BSD sed command does an unexpected behavior

I found an unexpected behavior about the BSD sed command.

Try the following command on your FreeBSD host and you will probably see the following response.
Code:
$ seq 1 10 | awk '{print $1 ",A"}' | sed '3,4N; s/\n/-/g'"]
1,A
2,A
3,A-4,A
5,A-6,A
7,A-8,A
9,A
10,A
$

However the GNU sed command, which is available by textproc/gsed (ports) or
on a Linux host, returns a different response. That is as follows,
Code:
$ seq 1 10 | awk '{print $1 ",A"}' | gsed '3,4N; s/\n/-/g'"]
1,A
2,A
3,A-4,A
5,A
6,A
7,A
8,A
9,A
10,A
$

I don't know why the two versions of sed commands return different responses. I suspect that the GNU sed works correctly. Because the sed "3,4N" orders to concatenate with the next line, only from the line #3 to the line #4, but NOT TO line #5.

The BSD sed has something wrong? Or that is just my misunderstanding?
 
Oh, sorry! Those("]) are typos.:r
Thank you for your indicating.
Your indication is certainly true.


But the unexpected behavior is not going to go away by erasing the typo characters.
Don't you know the reason?
 
Personally I don't know. But different implementations might have different behavior.
I think you should ask on @stable mailinglist.
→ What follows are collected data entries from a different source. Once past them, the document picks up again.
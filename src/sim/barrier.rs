//! Destructible barriers
//!
//! A barrier is a grid of 1x1 cells laid over a rectangle of the playfield.
//! Cells start alive according to the arch mask and are cleared by projectile
//! impacts (square neighbourhood) or by the swarm crushing through them. Cells
//! never come back; a barrier with no live cells is pruned by the tick.

use glam::Vec2;
use serde::{Deserialize, Serialize};

use super::rect::Rect;
use crate::consts::*;

/// A pixel-granular destructible barrier
#[derive(Debug, Clone, Serialize, Deserialize)]
pub struct Barrier {
    /// Stable identity, unaffected by pruning of other barriers
    pub id: usize,
    /// Top-left corner in playfield units
    pub origin: Vec2,
    width: usize,
    height: usize,
    /// Row-major cell states (true = still standing)
    pixels: Vec<bool>,
    /// Number of `true` entries in `pixels`
    alive: usize,
}

impl Barrier {
    /// Standard barrier with the classic arch shape
    pub fn new(origin: Vec2) -> Self {
        Self::from_mask(origin, BARRIER_WIDTH, BARRIER_HEIGHT, arch_mask)
    }

    /// Fully solid barrier (every cell alive)
    pub fn solid(origin: Vec2, width: usize, height: usize) -> Self {
        Self::from_mask(origin, width, height, |_, _, _, _| true)
    }

    /// Build a barrier whose initial cells are given by `mask(x, y, w, h)`
    pub fn from_mask(
        origin: Vec2,
        width: usize,
        height: usize,
        mask: impl Fn(usize, usize, usize, usize) -> bool,
    ) -> Self {
        let mut pixels = Vec::with_capacity(width * height);
        for y in 0..height {
            for x in 0..width {
                pixels.push(mask(x, y, width, height));
            }
        }
        let alive = pixels.iter().filter(|p| **p).count();
        Self {
            id: 0,
            origin,
            width,
            height,
            pixels,
            alive,
        }
    }

    pub fn with_id(mut self, id: usize) -> Self {
        self.id = id;
        self
    }

    /// The standard row of barriers, centered horizontally above the player
    pub fn standard_row() -> Vec<Barrier> {
        let w = BARRIER_WIDTH as f32;
        let total = BARRIER_COUNT as f32 * w + (BARRIER_COUNT as f32 - 1.0) * BARRIER_GAP;
        let start_x = (PLAYFIELD_WIDTH - total) / 2.0;
        (0..BARRIER_COUNT)
            .map(|i| {
                Barrier::new(Vec2::new(start_x + i as f32 * (w + BARRIER_GAP), BARRIER_Y))
                    .with_id(i)
            })
            .collect()
    }

    pub fn width(&self) -> usize {
        self.width
    }

    pub fn height(&self) -> usize {
        self.height
    }

    /// Row-major cell states, for rendering
    pub fn pixels(&self) -> &[bool] {
        &self.pixels
    }

    pub fn bounds(&self) -> Rect {
        Rect::at(self.origin, self.width as f32, self.height as f32)
    }

    /// Number of cells still standing
    pub fn alive_count(&self) -> usize {
        self.alive
    }

    pub fn is_destroyed(&self) -> bool {
        self.alive == 0
    }

    /// State of the local cell (x, y); anything outside the grid is dead
    pub fn cell(&self, x: i32, y: i32) -> bool {
        self.index(x, y).is_some_and(|i| self.pixels[i])
    }

    /// Map a world point to its local cell, if that cell lies on the grid
    pub fn local_cell(&self, point: Vec2) -> Option<(i32, i32)> {
        if !self.bounds().contains(point) {
            return None;
        }
        let local = (point - self.origin).floor();
        let (x, y) = (local.x as i32, local.y as i32);
        self.index(x, y).map(|_| (x, y))
    }

    /// True iff the cell under `point` is on the grid and still standing
    pub fn check_pixel_collision(&self, point: Vec2) -> bool {
        self.local_cell(point).is_some_and(|(x, y)| self.cell(x, y))
    }

    /// Clear the impact neighbourhood around `point`. Returns the number of
    /// cells that were actually cleared; points off the grid are a no-op.
    pub fn take_damage(&mut self, point: Vec2) -> usize {
        match self.local_cell(point) {
            Some((x, y)) => self.damage_cell(x, y, BARRIER_DAMAGE_RADIUS),
            None => 0,
        }
    }

    /// Clear every cell within Chebyshev distance `radius` of (cx, cy),
    /// clipped to the grid
    pub fn damage_cell(&mut self, cx: i32, cy: i32, radius: i32) -> usize {
        let mut cleared = 0;
        for y in (cy - radius)..=(cy + radius) {
            for x in (cx - radius)..=(cx + radius) {
                if self.clear(x, y) {
                    cleared += 1;
                }
            }
        }
        cleared
    }

    /// Clear every cell covered by `area` (no falloff)
    pub fn clear_rect(&mut self, area: &Rect) -> usize {
        if !self.bounds().intersects(area) {
            return 0;
        }
        let x0 = (area.x - self.origin.x).floor() as i32;
        let y0 = (area.y - self.origin.y).floor() as i32;
        let x1 = (area.right() - self.origin.x).ceil() as i32;
        let y1 = (area.bottom() - self.origin.y).ceil() as i32;

        let mut cleared = 0;
        for y in y0.max(0)..y1.min(self.height as i32) {
            for x in x0.max(0)..x1.min(self.width as i32) {
                if self.clear(x, y) {
                    cleared += 1;
                }
            }
        }
        cleared
    }

    fn clear(&mut self, x: i32, y: i32) -> bool {
        match self.index(x, y) {
            Some(i) if self.pixels[i] => {
                self.pixels[i] = false;
                self.alive -= 1;
                true
            }
            _ => false,
        }
    }

    fn index(&self, x: i32, y: i32) -> Option<usize> {
        if x < 0 || y < 0 || x as usize >= self.width || y as usize >= self.height {
            return None;
        }
        Some(y as usize * self.width + x as usize)
    }
}

/// Arch silhouette: clipped top corners and a notch cut into the bottom center
fn arch_mask(x: usize, y: usize, w: usize, h: usize) -> bool {
    let corner = 4usize;
    if y < corner {
        let clip = corner - y;
        if x < clip || x >= w - clip {
            return false;
        }
    }
    let notch_left = w * 7 / 24;
    let notch_right = w - notch_left;
    let notch_top = h * 2 / 3;
    if y > notch_top && (notch_left..notch_right).contains(&x) {
        return false;
    }
    // Rounded shoulder of the notch
    if y == notch_top && (notch_left + 1..notch_right - 1).contains(&x) {
        return false;
    }
    true
}

#[cfg(test)]
mod tests {
    use super::*;
    use proptest::prelude::*;

    fn grid() -> Barrier {
        Barrier::solid(Vec2::new(100.0, 50.0), 12, 10)
    }

    #[test]
    fn test_point_mapping_floors() {
        let b = grid();
        assert_eq!(b.local_cell(Vec2::new(100.0, 50.0)), Some((0, 0)));
        assert_eq!(b.local_cell(Vec2::new(105.9, 52.2)), Some((5, 2)));
        assert_eq!(b.local_cell(Vec2::new(99.9, 50.0)), None);
        assert_eq!(b.local_cell(Vec2::new(112.0, 50.0)), None);
    }

    #[test]
    fn test_out_of_range_is_dead_and_damage_is_noop() {
        let mut b = grid();
        let outside = Vec2::new(90.0, 40.0);
        assert!(!b.check_pixel_collision(outside));
        assert_eq!(b.take_damage(outside), 0);
        assert_eq!(b.alive_count(), 120);
    }

    #[test]
    fn test_damage_clears_chebyshev_neighbourhood() {
        let mut b = grid();
        let cleared = b.damage_cell(5, 5, 2);
        assert_eq!(cleared, 25);
        for y in 0..10 {
            for x in 0..12 {
                let near = (x - 5i32).abs() <= 2 && (y - 5i32).abs() <= 2;
                assert_eq!(b.cell(x, y), !near, "cell ({x}, {y})");
            }
        }
    }

    #[test]
    fn test_damage_is_clipped_at_corner() {
        let mut b = grid();
        assert_eq!(b.damage_cell(0, 0, 2), 9);
        assert!(!b.cell(2, 2));
        assert!(b.cell(3, 0));
    }

    #[test]
    fn test_take_damage_uses_world_point() {
        let mut b = grid();
        b.take_damage(Vec2::new(105.5, 55.5));
        assert!(!b.cell(5, 5));
        assert!(!b.cell(7, 7));
        assert!(b.cell(8, 5));
    }

    #[test]
    fn test_clear_rect_covers_partial_cells() {
        let mut b = grid();
        let cleared = b.clear_rect(&Rect::new(99.5, 49.5, 2.0, 2.0));
        // Covers local cells x in 0..2, y in 0..2 after clipping
        assert_eq!(cleared, 4);
        assert!(!b.cell(1, 1));
        assert!(b.cell(2, 0));
    }

    #[test]
    fn test_destroyed_when_all_cleared() {
        let mut b = Barrier::solid(Vec2::ZERO, 3, 3);
        assert!(!b.is_destroyed());
        b.damage_cell(1, 1, 1);
        assert!(b.is_destroyed());
    }

    #[test]
    fn test_arch_shape() {
        let b = Barrier::new(Vec2::ZERO);
        assert_eq!(b.width(), BARRIER_WIDTH);
        assert_eq!(b.height(), BARRIER_HEIGHT);
        assert!(!b.cell(0, 0));
        assert!(!b.cell(23, 0));
        assert!(b.cell(12, 0));
        assert!(b.cell(0, 17));
        assert!(!b.cell(12, 17));
        assert!(b.alive_count() < BARRIER_WIDTH * BARRIER_HEIGHT);
    }

    #[test]
    fn test_standard_row_is_centered() {
        let row = Barrier::standard_row();
        assert_eq!(row.len(), BARRIER_COUNT);
        let left = row[0].bounds().x;
        let right = PLAYFIELD_WIDTH - row[BARRIER_COUNT - 1].bounds().right();
        assert!((left - right).abs() < 0.001);
        assert!(row.iter().all(|b| b.origin.y == BARRIER_Y));
        let ids: Vec<usize> = row.iter().map(|b| b.id).collect();
        assert_eq!(ids, (0..BARRIER_COUNT).collect::<Vec<_>>());
    }

    proptest! {
        #[test]
        fn prop_destroyed_iff_no_cell_alive(hits in prop::collection::vec((0i32..12, 0i32..10, 0i32..4), 0..40)) {
            let mut b = grid();
            for (x, y, r) in hits {
                b.damage_cell(x, y, r);
            }
            let any_alive = (0..10).any(|y| (0..12).any(|x| b.cell(x, y)));
            prop_assert_eq!(b.is_destroyed(), !any_alive);
            prop_assert_eq!(b.alive_count(), b.pixels().iter().filter(|p| **p).count());
        }

        #[test]
        fn prop_point_maps_to_cell_iff_inside(x in 95.0f32..117.0, y in 45.0f32..65.0) {
            let b = grid();
            let p = Vec2::new(x, y);
            prop_assert_eq!(b.local_cell(p).is_some(), b.bounds().contains(p));
        }

        #[test]
        fn prop_damage_is_idempotent(x in -3i32..15, y in -3i32..13, r in 0i32..4) {
            let mut b = grid();
            b.damage_cell(x, y, r);
            let after_first = b.pixels().to_vec();
            prop_assert_eq!(b.damage_cell(x, y, r), 0);
            prop_assert_eq!(b.pixels(), &after_first[..]);
        }
    }
}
Currently It looks like a bug, but I'm not that much into sed.
 
On OpenBSD the output is as follows:
Code:
[cmd=$]jot 10 1 |  awk '{print $1 ",A"}' | sed '3,4N; s/\n/-/g'[/cmd]  
1,A
2,A
3,A-4,A
5,A-6,A
7,A-8,A
9,A-10,A
 
Thank you for your advise.
You also think that looks like a bug, don't you?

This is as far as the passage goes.